Dopo quattro giorni di fermo, la mattina del 10 gennaio, la questione è passata alla magistratura. Il giudice ha annullato la cancellazione del visto e permesso a Djokovic di entrare in Australia. Insomma, per parafrasare il primo ministro: la legge è uguale per tutti anche per il celebre tennista che, avendo fatto tutto regolarmente, poteva entrare in Australia. Durante l'audizione il giudice dice, rivolgendosi all'ufficiale che rappresentava il governo, che è impossibile capire cosa avrebbe dovuto fare Djokovic per avere l'approvazione dell'esecutivo". La risposta come diventerà evidente e esplicita nei giorni successivi è: "niente, di lui faremo un esempio!". Il concetto di pena esemplare rimanda a capitoli bui della storia: già, ma c'è il covid!

Infatti il governo australiano ha esercitato il suo potere di sbattere fuori chiunque dal paese per semplice considerazione politica, indipendentemente dal rispetto di eventuali leggi. Così il ministro dell'immigrazione Alex Hawke ha di nuovo ritirato il visto al tennista. A Djokovic non rimaneva altra possibilità se non appellarsi ad un collegio di giudici i quali non possono entrare nel merito della decisione del governo (sul visto) ma possono solo stabilire se è manifestamente irrazionale o illegale.

Il governo ha argomentato la decisione dell'espulsione sul presupposto che la presenza di Nole in Australia avrebbe creato il rischio di un "civil unrest", cioè avrebbe turbato la quiete pubblica scatenando sentimenti antivaccinisti, in quanto Nole sarebbe un "talisman of anti-vaccination sentiment", cioè un simbolo del sentimento novax; nientedimeno. Gli avvocati difensori, sbalorditi dalla motivazione, si sono limitati a far presente che il governo non aveva provato la veridicità di questa affermazione. I tre giudici hanno stabilito che il governo avesse il diritto di sbattere fuori Djokovic basandosi su questo presupposto ed ha condannato il serbo all'espulsione ed al pagamento delle spese processuali.
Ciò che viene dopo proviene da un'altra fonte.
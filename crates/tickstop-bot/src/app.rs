//! Main application orchestration.
//!
//! Coordinates all components:
//! - Account resolution over REST
//! - The depth-feed session and its update handlers
//! - The stop trigger consuming book-order events

use crate::config::AppConfig;
use crate::error::{AppError, AppResult};
use crate::trigger::{StopTrigger, TriggerOutcome};
use tickstop_core::BookOrder;
use tickstop_rest::{OrderPlacer, RequestSigner, RestClient, VenueOrderPlacer};
use tickstop_telemetry::Metrics;
use tickstop_ws::ConnectionManager;
use tokio::sync::mpsc;
use tracing::{debug, info, warn};

/// Main application.
pub struct Application {
    config: AppConfig,
}

impl Application {
    pub fn new(config: AppConfig) -> Self {
        Self { config }
    }

    pub fn config(&self) -> &AppConfig {
        &self.config
    }

    /// Resolve the trading account, then watch the feed until the order is
    /// placed.
    pub async fn run(&self) -> AppResult<TriggerOutcome> {
        let credentials = &self.config.credentials;
        let signer = RequestSigner::new(&credentials.api_key, &credentials.api_secret);
        let client = RestClient::new(&self.config.settings.rest_url, signer)?;

        info!(rest_url = %self.config.settings.rest_url, "Resolving trading account");
        let account_id = client.single_account_id().await?;

        let placer = VenueOrderPlacer::new(client, account_id);
        self.run_with_placer(&placer).await
    }

    /// Stream depth for the configured instrument and fire through `placer`.
    pub async fn run_with_placer(&self, placer: &dyn OrderPlacer) -> AppResult<TriggerOutcome> {
        let settings = &self.config.settings;
        let (events_tx, mut events_rx) = mpsc::channel::<BookOrder>(settings.event_queue);

        let (session, task) = ConnectionManager::spawn(self.config.connection_config(), events_tx);
        let instrument = self.config.trigger.instrument.clone();
        session.subscribe(instrument.clone()).await?;
        info!(instrument = %instrument, url = %settings.ws.url, "Depth feed requested");

        let trigger = StopTrigger::new(self.config.trigger.clone(), settings.book_capacity);
        let result = tokio::select! {
            result = trigger.run(&mut events_rx, placer) => result,
            _ = tokio::signal::ctrl_c() => {
                info!("Interrupt received, shutting down");
                Err(AppError::Shutdown)
            }
        };

        session.shutdown();
        drop(events_rx);
        if let Err(e) = task.await {
            warn!(error = %e, "Session task did not finish cleanly");
        }

        match Metrics::render() {
            Ok(rendered) => debug!(metrics = %rendered, "Final metrics"),
            Err(e) => warn!(error = %e, "Failed to render metrics"),
        }

        result
    }
}
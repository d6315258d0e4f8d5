//! tickstop: depth-feed stop-limit trigger.
//!
//! Wires the components together:
//! - CLI and TOML configuration
//! - Signed REST account lookup and order placement
//! - The depth-feed session (connection, dispatcher, update handlers)
//! - The decision loop that fires exactly one limit order

pub mod app;
pub mod config;
pub mod error;
pub mod trigger;

pub use app::Application;
pub use config::{AppConfig, CliArgs, ConnectionSettings, Credentials, TriggerParams, WsSettings};
pub use error::{AppError, AppResult};
pub use trigger::{StopRule, StopTrigger, TriggerOutcome};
Del resto le leggi australiane sull'immigrazione sono durissime (Salvini farebbe di tutto per averle) e Djokovic le ha rispettate, da persona peraltro invitata nel paese, ma contro la forza di un governo dotato di questo genere di poteri un singolo nulla può.
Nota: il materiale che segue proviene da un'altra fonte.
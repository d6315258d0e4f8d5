//! Error types for tickstop-core.

use thiserror::Error;

/// Core error types.
#[derive(Debug, Error)]
pub enum CoreError {
    #[error("Invalid price: {0}")]
    InvalidPrice(String),

    #[error("Invalid size: {0}")]
    InvalidSize(String),

    #[error("Invalid instrument: {0}")]
    InvalidInstrument(String),

    #[error("Invalid order side: {0}")]
    InvalidSide(String),

    #[error("Decimal parse error: {0}")]
    DecimalParse(#[from] rust_decimal::Error),
}

/// Result type alias for core operations.
pub type Result<T> = std::result::Result<T, CoreError>;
Quindi si conclude la vicenda di Novak Djoikovic, cui gli australiani prima hanno mandato un invito e un visto di ingresso, per poi arrestarlo e sbatterlo fuori dal paese e la cosa bella è che in giro c'è gente che crede nella favoletta dell'arrogante e ricco tennista che vuole essere al di sopra della legge.

Djokovic ha superato il covid e già solo per questo non rappresenta un pericolo sanitario anche se oggi come oggi l'immunità naturale è roba da complottisti: il principio scientifico su cui si basa la tecnologia dei vaccini non esiste più. Niente immunità naturale, non più, esiste solo quella data dai vaccini: cioè è scienza la tecnologia di proprietà di qualcuno (mentre la scienza è pubblica) ma non lo è più il concetto scientifico che quella tecnologia fonda.

Oramai è evidente che la pandemia da covid non si configuri più come una lotta del genere umano nei confronti di un'infezione virale ma come un aspetto della nuova governance globale, in attesa che qualche nuova emergenza (Co2?) prenda il posto di quella sanitaria.